Kubernetes Fails: 3 ways to kill your clusters
Posted: | More posts about kubernetesKubernetes has its virtues and is worth investing in, but it is undoubtedly complex and comes with many operational challenges. We faced many of them on our journey towards "cloud native" at Zalando.
We constantly learned from other organizations that shared their failures and insights, so I started to compile a list of public failure/horror stories related to Kubernetes. The goal was to make it easier for people tasked with operations to find outage reports to learn from.
Many of these failures had a few things in common. Here are the factors that contributed to failure.
Missing Operational Maturity
Infrastructure operations is a challenge for most organizations and the transformation towards end-to-end responsibility ("DevOps", "you build it, you run it") is often in full swing. Smaller organizations usually use a tool to bootstrap a cluster (e.g. kops), but do not dedicate time to set up full continuous delivery for the infrastructure. This leads to painful manual Kubernetes upgrades, untested infrastructure changes, and brittle clusters. The same situation applies to managed infrastructure, as cloud offerings never come with all batteries included. Infrastructure changes should get at least the same attention and rigor as your customer-facing app deployments. [1]

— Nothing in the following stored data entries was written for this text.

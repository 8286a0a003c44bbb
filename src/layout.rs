use std::f32::consts::TAU;

use eframe::egui::{Vec2, vec2};

use crate::util::stable_pair;

const ITERATIONS: usize = 160;
const REPULSION: f32 = 150.0;
const SPRING: f32 = 0.12;
const COOLING: f32 = 0.94;

/// Ideal edge length interpolates between these two as the link weight goes
/// from 1.0 down to 0.0, so stronger links sit closer to the root.
const EDGE_NEAR: f32 = 140.0;
const EDGE_FAR: f32 = 300.0;

/// One-shot force-directed layout for a small star-shaped graph. Node 0 is
/// treated as the root and pinned at the origin; the rest start on a ring
/// with id-stable jitter and relax under repulsion plus weighted springs.
/// Deterministic for a given node list, so recomputing a document's layout
/// yields the same picture.
pub fn star_layout(node_ids: &[String], links: &[(usize, usize, f32)]) -> Vec<Vec2> {
    let n = node_ids.len();
    if n == 0 {
        return Vec::new();
    }

    let ring = 180.0 + (n as f32).sqrt() * 36.0;
    let spokes = n.saturating_sub(1).max(1) as f32;
    let mut positions = node_ids
        .iter()
        .enumerate()
        .map(|(index, id)| {
            if index == 0 {
                return Vec2::ZERO;
            }
            let angle = ((index - 1) as f32 / spokes) * TAU;
            let (jx, jy) = stable_pair(id);
            vec2(angle.cos(), angle.sin()) * ring + vec2(jx, jy) * 22.0
        })
        .collect::<Vec<_>>();

    if n == 1 {
        return positions;
    }

    let mut temperature = ring * 0.5;

    for _ in 0..ITERATIONS {
        let mut disp = vec![Vec2::ZERO; n];

        for i in 0..n {
            for j in (i + 1)..n {
                let delta = positions[i] - positions[j];
                let distance = delta.length().max(1.0);
                let push = (REPULSION * REPULSION) / distance;
                let direction = delta / distance;
                disp[i] += direction * push * 0.05;
                disp[j] -= direction * push * 0.05;
            }
        }

        for &(from, to, weight) in links {
            if from >= n || to >= n || from == to {
                continue;
            }

            let delta = positions[from] - positions[to];
            let distance = delta.length().max(1.0);
            let direction = delta / distance;
            let ideal = EDGE_FAR - (EDGE_FAR - EDGE_NEAR) * weight.clamp(0.0, 1.0);
            let pull = (distance - ideal) * SPRING;

            disp[from] -= direction * pull;
            disp[to] += direction * pull;
        }

        for (index, position) in positions.iter_mut().enumerate() {
            if index == 0 {
                continue;
            }
            let d = disp[index];
            let length = d.length();
            if length > 0.0 {
                *position += d / length * length.min(temperature);
            }
        }

        temperature *= COOLING;
        if temperature < 0.5 {
            break;
        }
    }

    positions
}

#[cfg(test)]
mod tests {
    use super::*;

    fn star(labels: &[&str]) -> (Vec<String>, Vec<(usize, usize, f32)>) {
        let mut ids = vec!["root".to_owned()];
        ids.extend(labels.iter().map(|label| format!("node_{label}")));
        let links = (1..ids.len()).map(|index| (0, index, 0.7)).collect();
        (ids, links)
    }

    #[test]
    fn root_stays_pinned_and_every_node_gets_a_position() {
        let (ids, links) = star(&["A", "B", "C", "D"]);
        let positions = star_layout(&ids, &links);

        assert_eq!(positions.len(), ids.len());
        assert_eq!(positions[0], Vec2::ZERO);
        for position in &positions[1..] {
            assert!(position.length() > 1.0);
        }
    }

    #[test]
    fn layout_is_deterministic() {
        let (ids, links) = star(&["A", "B", "C"]);
        assert_eq!(star_layout(&ids, &links), star_layout(&ids, &links));
    }

    #[test]
    fn empty_and_singleton_graphs_are_handled() {
        assert!(star_layout(&[], &[]).is_empty());
        let positions = star_layout(&["root".to_owned()], &[]);
        assert_eq!(positions, vec![Vec2::ZERO]);
    }
}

Upstream Kubernetes/Docker issues
Some of the failures can be attributed to upstream issues, e.g. Docker daemon hanging, issues with kubelet not reconnecting to the control plane, Kernel CPU throttling bugs, unsafe CronJob defaults, and kubelet memory leaks.
If you hit an upstream issue—congratulations! You can follow or file an upstream issue and hope or contribute a fix helping many others. I would expect this class of failure causes to get smaller over time as CNCF projects mature and the user base grows, making it less probable that you will be the first to hit an upstream issue.
Cloud/organization Integrations
Kubernetes comes in more than one flavor: There are many possible combinations of Kubernetes components and configurations. Kubernetes needs to interact with your cloud platform, such as Google Cloud or AWS, and your existing IT landscape. And all of these integrations can lead to failure scenarios.
We saw Kubernetes' AWS cloud provider code easily hit AWS API rate limits and have problems with EBS persistent volume attachments. Using the AWS ELB with dynamic IPs caused problems with kubelet losing connections. The AWS IAM integration (kube2iam) is notoriously prone to race conditions.
Human Error
Let us be clear: There is no such thing as "human error" as a root cause. If your Root Case Analysis (RCA) concludes with "human error", start over and ask some hard questions.